The Ministry of Economic Affairs and Taiwan Power submitted their reports on the Mar. 3 blackout to the Executive Yuan. Premier Sui Tseng-chang says he'd be out of his office the entire day and would handle the situation that night.

Close to 5.5 million households were affected by the nationwide blackout on March 3. The Ministry of Economic Affairs and Taiwan Power submitted their respective blackout reports to the Executive Yuan on the 7th.

Su Tseng-chang, ROC Premier: “The Ministry of Economic Affairs should turn in its report today. I'll be out of my office all day, so I'll handle it tonight.”

Just last week, President Tsai Ing-wen promised Taiwan's eight major industrial groups that Taiwan can maintain a stable power supply. The national blackout on the 3rd, which lasted over 12 hours, was deeply worrying for the industrial sector. The Chinese National Federation of Industries hopes the government can take a serious, honest look at Taiwan's energy crisis.

Tsai Lien-sheng, Chinese National Federation of Industries Secretary-General: “The demand for energy has gone up with overseas businesspersons returning to Taiwan. However, Taiwan has not been able to meet that demand. We are very worried about this. How can we diversify our energy sources and supplies? Only with the development of nuclear energy, including hydrogen energy, can this crisis be resolved.”

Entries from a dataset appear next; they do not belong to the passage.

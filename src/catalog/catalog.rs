//! ProductCatalog - the owned state behind the product list screen.

use tracing::{debug, warn};

use crate::config::CatalogConfig;
use crate::export::{export_csv, CsvExport};
use crate::form::FormFields;
use crate::notice::{LogNoticeSink, Notice, NoticeSink};
use crate::product::{seed_products, ProductId, ProductInput, ProductRecord, StockStatus};
use crate::query::{category_options, run_query, CategoryFilter, FilteredView, QueryState, SortKey};
use crate::selection::SelectionTracker;
use crate::store::RecordStore;

use super::CatalogError;

/// Record store, query state and selection for one session, plus the
/// notice sink operations report to.
///
/// Every state change goes through `&mut self`; the store itself is an
/// immutable snapshot that is swapped on each mutation, so a caller can keep
/// an earlier [`RecordStore`] around for comparison or undo.
pub struct ProductCatalog<S: NoticeSink = LogNoticeSink> {
    store: RecordStore,
    query: QueryState,
    selection: SelectionTracker,
    config: CatalogConfig,
    notices: S,
}

impl ProductCatalog<LogNoticeSink> {
    /// Catalog over `store` with notices going to the log.
    pub fn new(store: RecordStore, config: CatalogConfig) -> Self {
        Self::with_sink(store, config, LogNoticeSink::new())
    }

    /// Catalog holding the demo products a fresh dashboard starts with.
    pub fn seeded() -> Self {
        Self::new(
            RecordStore::from_records(seed_products()),
            CatalogConfig::default(),
        )
    }
}

impl<S: NoticeSink> ProductCatalog<S> {
    pub fn with_sink(store: RecordStore, config: CatalogConfig, notices: S) -> Self {
        Self {
            store,
            query: QueryState::default(),
            selection: SelectionTracker::default(),
            config,
            notices,
        }
    }

    pub fn store(&self) -> &RecordStore {
        &self.store
    }

    pub fn query_state(&self) -> &QueryState {
        &self.query
    }

    pub fn selection(&self) -> &SelectionTracker {
        &self.selection
    }

    pub fn config(&self) -> &CatalogConfig {
        &self.config
    }

    pub fn sink(&self) -> &S {
        &self.notices
    }

    pub fn sink_mut(&mut self) -> &mut S {
        &mut self.notices
    }

    pub fn get(&self, id: ProductId) -> Option<&ProductRecord> {
        self.store.get(id)
    }

    // --- QUERY ---

    /// The rows currently on screen.
    pub fn view(&self) -> FilteredView {
        run_query(&self.store, &self.query)
    }

    /// Category filter options, "all" first.
    pub fn categories(&self) -> Vec<String> {
        category_options(&self.store)
    }

    pub fn set_search(&mut self, term: impl Into<String>) {
        self.query.search_term = term.into();
    }

    pub fn set_category(&mut self, filter: CategoryFilter) {
        self.query.category_filter = filter;
    }

    pub fn sort_by(&mut self, key: SortKey) {
        self.query.sort_by(key);
    }

    pub fn set_query(&mut self, state: QueryState) {
        self.query = state;
    }

    pub fn reset_query(&mut self) {
        self.query.reset();
    }

    pub fn stock_status(&self, record: &ProductRecord) -> StockStatus {
        record.stock_status(self.config.low_stock_threshold)
    }

    /// Records below the low-stock threshold, in store order.
    pub fn low_stock(&self) -> Vec<&ProductRecord> {
        self.store
            .iter()
            .filter(|r| self.stock_status(r).is_low())
            .collect()
    }

    // --- SELECTION ---

    pub fn toggle(&mut self, id: ProductId) {
        self.selection.toggle(id);
    }

    /// Header checkbox against the current view.
    pub fn toggle_all(&mut self) {
        let view = self.view();
        self.selection.toggle_all(&view);
    }

    pub fn all_selected(&self) -> bool {
        self.selection.all_selected(&self.view())
    }

    pub fn clear_selection(&mut self) {
        self.selection.clear();
    }

    // --- MUTATIONS ---

    /// Append a product and return its id.
    pub fn create(&mut self, input: ProductInput) -> Result<ProductId, CatalogError> {
        let (store, id) = self
            .store
            .create(input)
            .ok_or(CatalogError::IdsExhausted)?;
        self.store = store;
        debug!(id = id.get(), "product created");
        self.notify(Notice::ProductAdded { id: id.get() });
        Ok(id)
    }

    /// Parse the add-product form, then create.
    pub fn create_from_form(&mut self, form: &FormFields) -> Result<ProductId, CatalogError> {
        let input = ProductInput::from_form(form)?;
        self.create(input)
    }

    /// Replace every field of `id` except the id itself.
    pub fn update(&mut self, id: ProductId, input: ProductInput) -> Result<(), CatalogError> {
        let applied = self.store.update(id, input);
        if !applied.changed {
            if self.config.reject_unknown_updates {
                return Err(CatalogError::NotFound { id });
            }
            debug!(id = id.get(), "update ignored, no such product");
            return Ok(());
        }
        self.store = applied.store;
        debug!(id = id.get(), "product updated");
        self.notify(Notice::ProductUpdated { id: id.get() });
        Ok(())
    }

    /// Parse the edit-product form, then update.
    pub fn update_from_form(
        &mut self,
        id: ProductId,
        form: &FormFields,
    ) -> Result<(), CatalogError> {
        let input = ProductInput::from_form(form)?;
        self.update(id, input)
    }

    /// Remove one product. Returns whether it existed; unknown ids are a
    /// no-op.
    pub fn delete_one(&mut self, id: ProductId) -> bool {
        let name = match self.store.get(id) {
            Some(record) => record.name.clone(),
            None => return false,
        };
        self.store = self.store.delete_one(id).store;
        self.selection.forget(&[id]);
        debug!(id = id.get(), "product deleted");
        self.notify(Notice::ProductDeleted { id: id.get(), name });
        true
    }

    /// Remove every listed product and drop them from the selection.
    /// Returns how many records were removed.
    pub fn delete_many(&mut self, ids: &[ProductId]) -> usize {
        let before = self.store.len();
        let applied = self.store.delete_many(ids);
        self.selection.forget(ids);
        if !applied.changed {
            return 0;
        }
        self.store = applied.store;
        let removed = before - self.store.len();
        debug!(removed, "products deleted");
        self.notify(Notice::ProductsDeleted { count: removed });
        removed
    }

    /// Bulk delete of the current selection; the selection ends up empty.
    pub fn delete_selected(&mut self) -> usize {
        let ids = self.selection.ids();
        let removed = self.delete_many(&ids);
        self.selection.clear();
        removed
    }

    // --- EXPORT ---

    /// CSV of the current view, in view order.
    pub fn export(&mut self) -> CsvExport {
        let view = self.view();
        let body = export_csv(&view, self.config.export_quoting);
        let export = CsvExport {
            filename: self.config.export_filename.clone(),
            body,
        };
        debug!(rows = view.len(), filename = %export.filename, "products exported");
        self.notify(Notice::ExportCompleted {
            filename: export.filename.clone(),
            rows: view.len(),
        });
        export
    }

    fn notify(&mut self, notice: Notice) {
        if let Err(e) = self.notices.deliver(&notice) {
            warn!(kind = notice.kind(), error = %e, "notice delivery failed");
        }
    }
}
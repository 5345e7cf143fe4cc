mod catalog;
mod config;
mod export;
mod form;
mod notice;
mod product;
mod profile;
mod query;
mod sales;
mod selection;
mod store;

pub use catalog::{CatalogError, ProductCatalog};
pub use config::{CatalogConfig, DEFAULT_LOW_STOCK_THRESHOLD};
pub use export::{export_csv, CsvExport, ExportQuoting, CSV_HEADER, DEFAULT_EXPORT_FILENAME};
pub use form::{FieldProblem, FormFields, ValidationError};
pub use notice::{LogNoticeSink, LogNoticeSinkError, Notice, NoticeSink};
pub use product::{seed_products, ProductId, ProductInput, ProductRecord, StockStatus};
pub use profile::{
    update_profile, InMemoryKeyValueStore, KeyValueStore, ProfileError, ProfileSettings,
    StoreError, DEFAULT_USER_EMAIL, DEFAULT_USER_NAME, USER_EMAIL_KEY, USER_NAME_KEY,
};
pub use query::{
    category_options, collate, run_query, CategoryFilter, FilteredView, QueryState,
    SortDirection, SortKey, ALL_CATEGORIES,
};
pub use sales::{
    product_slug, OrderId, SaleInput, SaleRecord, SaleStatus, SalesBook, SalesError,
    SalesLedger, UnknownStatus,
};
pub use selection::SelectionTracker;
pub use store::{Applied, RecordStore};

#[cfg(feature = "emitter")]
pub use notice::EmitterNoticeSink;

// Re-export the EventEmitter from the event_emitter_rs crate
#[cfg(feature = "emitter")]
pub use event_emitter_rs::EventEmitter;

The Kuomintang, meanwhile, is calling on the Tsai administration to take responsibility for its faulty energy policy. It also says offering small discounts on consumers' next electricity bill and changing the top executives at Taipower are not solutions or taking political responsibility.

Tseng Ming-chung, KMT Caucus Whip: “Blackouts are becoming more and more widespread and more and more frequent. This was not an isolated incident. The power outage on Mar. 3 was a national power outage. Preliminary estimates put losses at over NT$10 billion. The KMT again calls on Taiwan Power to provide compensation in full.”

The KMT is asking what kind of state Taiwan and its economy are in if a malfunction at one power plant in the south can trigger a national blackout. It is calling on the Tsai administration to prioritize electricity storage and improve the power grid.